Attenuation of agonist-induced desensitization of the rat substance P receptor by microinjection of inositol pentakis-and hexakisphosphates in Xenopus laevis oocytes
Sasakawa, N.; Ferguson, J.E.; Sharif, M.; Hanley, M.R.
Molecular Pharmacology 46(2): 380-385
ISSN/ISBN: 0026-895X PMID: 8078500 Accession: 008201642
Recently, inositol hexakisphosphate (phytic acid) was shown to bind to photoreceptor arrestin and block its interaction with rhodopsin. Such an interaction might predict that inositol polyphosphates could alter G protein-coupled receptor desensitization.
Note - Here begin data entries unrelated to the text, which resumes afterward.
impl TransferService {
    /// Create a new TransferService instance
    pub fn new(db: PgPool) -> Self {
        Self { db }
    }

    /// Request a transfer. No stock moves until completion.
    pub async fn create_transfer(
        &self,
        company_id: Uuid,
        user_id: Uuid,
        input: CreateTransferInput,
    ) -> AppResult<InventoryTransfer> {
        input.validate()?;
        validate_transfer_stores(input.from_store_id, input.to_store_id)?;

        let scope = TenantScope::load(&self.db, company_id).await?;
        scope.ensure_store(input.from_store_id)?;
        scope.ensure_store(input.to_store_id)?;

        let mut conn = self.db.acquire().await?;
        let available = source_stock(&mut conn, input.product_id, input.from_store_id, false).await?;
        ensure_stock_covers(available, input.quantity)?;

        let transfer_number = generate_transfer_number();

        let id = sqlx::query_scalar::<_, Uuid>(
            r#"
            INSERT INTO inventory_transfers (
                company_id, transfer_number, from_store_id, to_store_id, product_id,
                quantity, reason, notes, status, requested_by
            )
            VALUES ($1, $2, $3, $4, $5, $6, $7, $8, $9, $10)
            RETURNING id
            "#,
        )
        .bind(company_id)
        .bind(&transfer_number)
        .bind(input.from_store_id)
        .bind(input.to_store_id)
        .bind(input.product_id)
        .bind(input.quantity)
        .bind(&input.reason)
        .bind(&input.notes)
        .bind(TransferStatus::Pending.as_str())
        .bind(user_id)
        .fetch_one(&mut *conn)
        .await
        .map_err(|e| AppError::unique_violation(e, "Transfer number"))?;

        tracing::info!(%transfer_number, "Transfer request created");

        fetch_transfer(&mut conn, company_id, id).await
    }

    /// List transfers for the company, newest first
    pub async fn list_transfers(
        &self,
        company_id: Uuid,
        query: TransferQuery,
    ) -> AppResult<Vec<InventoryTransfer>> {
        let status = match query.status.as_deref().filter(|s| !s.is_empty()) {
            Some(s) => Some(
                TransferStatus::from_str(s)
                    .ok_or_else(|| AppError::validation("status", format!("Unknown status '{}'", s)))?,
            ),
            None => None,
        };

        let sql = format!(
            r#"{TRANSFER_SELECT}
            WHERE t.company_id = $1
              AND ($2::text IS NULL OR t.status = $2)
              AND ($3::uuid IS NULL OR t.from_store_id = $3 OR t.to_store_id = $3)
              AND ($4::uuid IS NULL OR t.product_id = $4)
            ORDER BY t.created_at DESC
            "#
        );

        let transfers = sqlx::query_as::<_, InventoryTransfer>(&sql)
            .bind(company_id)
            .bind(status.map(|s| s.as_str()))
            .bind(query.store_id)
            .bind(query.product_id)
            .fetch_all(&self.db)
            .await?;

        Ok(transfers)
    }

    /// Get a single transfer
    pub async fn get_transfer(&self, company_id: Uuid, transfer_id: Uuid) -> AppResult<InventoryTransfer> {
        let mut conn = self.db.acquire().await?;
        fetch_transfer(&mut conn, company_id, transfer_id).await
    }

    /// Approve a pending transfer after re-checking source stock
    pub async fn approve_transfer(
        &self,
        company_id: Uuid,
        user_id: Uuid,
        transfer_id: Uuid,
    ) -> AppResult<InventoryTransfer> {
        let mut tx = self.db.begin().await?;

        let action = TransferAction::Approve;
        let transfer = lock_transfer(&mut tx, company_id, transfer_id).await?;
        let next = action.apply(transfer.status()?)?;

        if action.rechecks_stock() {
            let available =
                source_stock(&mut tx, transfer.product_id, transfer.from_store_id, false).await?;
            ensure_stock_covers(available, transfer.quantity)?;
        }

        let result = sqlx::query(
            r#"
            UPDATE inventory_transfers
            SET status = $1, approved_by = $2, approved_at = NOW(), updated_at = NOW()
            WHERE id = $3 AND status = $4
            "#,
        )
        .bind(next.as_str())
        .bind(user_id)
        .bind(transfer_id)
        .bind(action.required_status().as_str())
        .execute(&mut *tx)
        .await?;
        ensure_transitioned(result.rows_affected(), action)?;

        let approved = fetch_transfer(&mut tx, company_id, transfer_id).await?;
        tx.commit().await?;

        tracing::info!(transfer_number = %approved.transfer_number, "Transfer approved");
        Ok(approved)
    }

    /// Reject a pending transfer
    pub async fn reject_transfer(
        &self,
        company_id: Uuid,
        user_id: Uuid,
        transfer_id: Uuid,
        input: RejectTransferInput,
    ) -> AppResult<InventoryTransfer> {
        input.validate()?;

        let mut tx = self.db.begin().await?;

        let transfer = lock_transfer(&mut tx, company_id, transfer_id).await?;
        let next = TransferAction::Reject.apply(transfer.status()?)?;

        let result = sqlx::query(
            r#"
            UPDATE inventory_transfers
            SET status = $1, approved_by = $2, approved_at = NOW(),
                rejection_reason = $3, updated_at = NOW()
            WHERE id = $4 AND status = $5
            "#,
        )
        .bind(next.as_str())
        .bind(user_id)
        .bind(&input.reason)
        .bind(transfer_id)
        .bind(TransferAction::Reject.required_status().as_str())
        .execute(&mut *tx)
        .await?;
        ensure_transitioned(result.rows_affected(), TransferAction::Reject)?;

        let rejected = fetch_transfer(&mut tx, company_id, transfer_id).await?;
        tx.commit().await?;

        tracing::info!(transfer_number = %rejected.transfer_number, "Transfer rejected");
        Ok(rejected)
    }

    /// Complete an approved transfer: decrement the source, credit or create
    /// the product at the destination and close the transfer, atomically.
    pub async fn complete_transfer(
        &self,
        company_id: Uuid,
        user_id: Uuid,
        transfer_id: Uuid,
    ) -> AppResult<TransferCompletion> {
        let mut tx = self.db.begin().await?;

        let action = TransferAction::Complete;
        let transfer = lock_transfer(&mut tx, company_id, transfer_id).await?;
        let next = action.apply(transfer.status()?)?;
        let scope = TenantScope::load(&mut *tx, company_id).await?;

        if action.rechecks_stock() {
            let available =
                source_stock(&mut tx, transfer.product_id, transfer.from_store_id, true).await?;
            ensure_stock_covers(available, transfer.quantity)?;
        }

        let source_movement = ledger::apply_stock_delta(
            &mut *tx,
            &scope,
            user_id,
            StockDelta::new(
                EntityKind::Product,
                transfer.product_id,
                -transfer.quantity,
                MovementType::Transfer,
                ReferenceType::TransferOut,
            )
            .reference(transfer.id)
            .notes(format!(
                "Transfer to {} - {}",
                transfer.to_store_name.as_deref().unwrap_or("store"),
                transfer.transfer_number
            )),
        )
        .await?;

        let from_name = transfer.from_store_name.as_deref().unwrap_or("store");
        let incoming = |product_id: Uuid, suffix: &str| {
            StockDelta::new(
                EntityKind::Product,
                product_id,
                transfer.quantity,
                MovementType::Transfer,
                ReferenceType::TransferIn,
            )
            .reference(transfer.id)
            .notes(format!(
                "Transfer from {} - {}{}",
                from_name, transfer.transfer_number, suffix
            ))
        };

        let existing = find_destination_product(&mut tx, transfer.product_id, transfer.to_store_id).await?;
        let (destination_product_id, created, destination_movement) = match existing {
            Some(product_id) => {
                let movement =
                    ledger::apply_stock_delta(&mut *tx, &scope, user_id, incoming(product_id, ""))
                        .await?;
                (product_id, false, movement)
            }
            None => {
                let product_id = clone_product(
                    &mut tx,
                    transfer.product_id,
                    transfer.to_store_id,
                    transfer.quantity,
                    user_id,
                )
                .await?;
                let movement = ledger::record_opening_stock(
                    &mut *tx,
                    transfer.to_store_id,
                    user_id,
                    incoming(product_id, " (New product)"),
                )
                .await?;
                (product_id, true, movement)
            }
        };

        let result = sqlx::query(
            r#"
            UPDATE inventory_transfers
            SET status = $1, received_by = $2, received_at = NOW(), updated_at = NOW()
            WHERE id = $3 AND status = $4
            "#,
        )
        .bind(next.as_str())
        .bind(user_id)
        .bind(transfer_id)
        .bind(action.required_status().as_str())
        .execute(&mut *tx)
        .await?;
        ensure_transitioned(result.rows_affected(), action)?;

        let completed = fetch_transfer(&mut tx, company_id, transfer_id).await?;
        tx.commit().await?;

        tracing::info!(
            transfer_number = %completed.transfer_number,
            destination_product_id = %destination_product_id,
            created_destination_product = created,
            "Transfer completed"
        );

        Ok(TransferCompletion {
            transfer: completed,
            destination_product_id,
            created_destination_product: created,
            source_movement,
            destination_movement,
        })
    }
}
To investigate the possible roles of higher inositol polyphosphates on receptor desensitization, we have expressed the rat substance P receptor in Xenopus laevis oocytes. The functional expression of substance P receptor was monitored by voltage-clamp recording of substance P-induced Ca(2+)-dependent Cl- currents. When control oocytes were stimulated with substance P (30 nM), after 10 min of washing the second responses to substance P were approximately 15% of the first responses. Cytosolic injection of inositol pentakisphosphate (100 microM) or inositol hexakisphosphate (100 microM) inhibited the reduction of the second substance P-induced current responses, maintaining the second responses to 57-58% of the initial responses. The protective effects of inositol pentakisphosphate and inositol hexakisphosphate against agonist-induced desensitization were concentration and time dependent and structurally specific, in that inositol hexasulfate and inositol tris- and tetrakisphosphate isomers were inactive. Microinjection of inositol hexakisphosphate did not (a) change the potency of substance P or the sensitivity of the expressed substance P receptor to substance P, (b) inhibit 12-O-tetradecanoylphorbol-13-acetate-induced loss of substance P-induced current responses, or (c) alter the currents elicited by microinjection of inositol-1,4,5-trisphosphate. These results suggest that inositol pentakisphosphate and inositol hexakisphosphate have specific inhibitory effects on the agonist-induced loss of responsiveness of the rat substance P receptor. Moreover, these protective effects of inositol hexakisphosphate against desensitization were also observed with the endogenous lysophosphatidic acid/phosphatidic acid receptor, indicating that this mechanism is not specific to ectopic receptors. These results suggest that inositol pentakisphosphate and inositol hexakisphosphate may be novel pharmacological tools for the study of agonist-induced desensitization.